Start of RECORDS TO USE

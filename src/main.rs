use anyhow::{Context, Result};
use clap::Parser;
use crossterm::{
    event::{
        self, DisableMouseCapture, EnableMouseCapture, Event, KeyEventKind, MouseButton,
        MouseEventKind,
    },
    execute,
    terminal::{disable_raw_mode, enable_raw_mode, EnterAlternateScreen, LeaveAlternateScreen},
};
use ratatui::{backend::CrosstermBackend, layout::Rect, Terminal};
use std::{sync::Arc, time::Duration};
use tracing::info;

use crust_browser::{
    app::App,
    cache::FileCache,
    cli::Cli,
    config,
    gateway::GatewayClient,
    index::IndexClient,
    listing::ListingController,
    logging,
    prefs::Prefs,
    preview::RetryPolicy,
    store::DirStore,
    tabs::{global_keybind, Tab, TabId, UiCommand},
    tabs::{BrowseTab, HistoryTab, LogsTab},
    ui::{draw_footer, draw_tab_bar, layout, tab_at},
    worker::Workers,
};

fn main() -> Result<()> {
    let cli = Cli::parse();

    let cwd = std::env::current_dir().context("current_dir")?;
    let config = config::load(&cwd)?;

    let (_log_guard, log_rx) = logging::init(&config.logs_dir())?;
    info!(
        root = %config.root.display(),
        index = %config.index_url,
        gateway = %config.gateway_url,
        "starting"
    );

    let store = DirStore::open(config.files_dir())?;
    let cache = FileCache::new(Arc::new(store));
    let prefs = Prefs::load(config.prefs_path());

    let index = IndexClient::new(&config.index_url, config.request_timeout);
    let gateway = GatewayClient::new(&config.gateway_url, config.request_timeout);
    let workers = Workers::new(Arc::new(index), Arc::new(gateway), RetryPolicy::default());

    let mut app = App::new(ListingController::new(cache, prefs), workers);
    match cli.address.as_deref() {
        Some(addr) => {
            app.submit(addr);
        }
        None => {
            app.restore();
        }
    }

    let mut browse_tab = BrowseTab::new();
    let mut history_tab = HistoryTab::new();
    let mut logs_tab = LogsTab::new();

    enable_raw_mode()?;
    let mut stdout = std::io::stdout();
    execute!(stdout, EnterAlternateScreen, EnableMouseCapture)?;

    let backend = CrosstermBackend::new(stdout);
    let mut terminal = Terminal::new(backend)?;

    let tick_rate = Duration::from_millis(50);

    loop {
        while let Ok(entry) = log_rx.try_recv() {
            app.push_log(entry);
        }
        app.poll_workers();

        terminal.draw(|f| {
            let areas = layout(f.area());
            draw_tab_bar(f, areas.tab_bar, &mut app);

            match app.active_tab {
                TabId::Browse => browse_tab.draw(f, areas.content, &mut app),
                TabId::History => history_tab.draw(f, areas.content, &mut app),
                TabId::Logs => logs_tab.draw(f, areas.content, &mut app),
            }

            draw_footer(f, areas.footer, &mut app);
        })?;

        if app.active_tab == TabId::Browse {
            browse_tab.sync_visibility(&mut app);
        }

        if event::poll(tick_rate)? {
            match event::read()? {
                Event::Key(key) if key.kind == KeyEventKind::Press => {
                    match global_keybind(key, app.ui.editing) {
                        UiCommand::Quit => app.should_quit = true,
                        UiCommand::SwitchTab(t) => app.set_active_tab(t),
                        UiCommand::None => {
                            let cmd = match app.active_tab {
                                TabId::Browse => browse_tab.on_key(key, &mut app),
                                TabId::History => history_tab.on_key(key, &mut app),
                                TabId::Logs => logs_tab.on_key(key, &mut app),
                            };
                            apply_command(cmd, &mut app);
                        }
                    }
                }

                Event::Mouse(m) => {
                    let size = terminal.size()?;
                    let areas = layout(Rect::new(0, 0, size.width, size.height));

                    if let MouseEventKind::Down(MouseButton::Left) = m.kind {
                        if let Some(tab) = tab_at(&app, m.column, m.row) {
                            app.set_active_tab(tab);
                        }
                    }

                    let cmd = match app.active_tab {
                        TabId::Browse => browse_tab.on_mouse(m, areas.content, &mut app),
                        TabId::History => history_tab.on_mouse(m, areas.content, &mut app),
                        TabId::Logs => logs_tab.on_mouse(m, areas.content, &mut app),
                    };
                    apply_command(cmd, &mut app);
                }

                _ => {}
            }
        }

        if app.should_quit {
            break;
        }
    }

    disable_raw_mode()?;
    execute!(terminal.backend_mut(), LeaveAlternateScreen, DisableMouseCapture)?;
    terminal.show_cursor()?;

    info!("exiting");
    Ok(())
}

fn apply_command(cmd: UiCommand, app: &mut App) {
    match cmd {
        UiCommand::None => {}
        UiCommand::Quit => app.should_quit = true,
        UiCommand::SwitchTab(t) => {
            // Leaving the Browse tab drops input focus.
            app.ui.editing = false;
            app.set_active_tab(t);
        }
    }
}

End of RECORDS TO USE

Look over the listing above and copy each line that contains "CrosstermBackend".

use ratatui::{backend::CrosstermBackend, layout::Rect, Terminal};
    let backend = CrosstermBackend::new(stdout);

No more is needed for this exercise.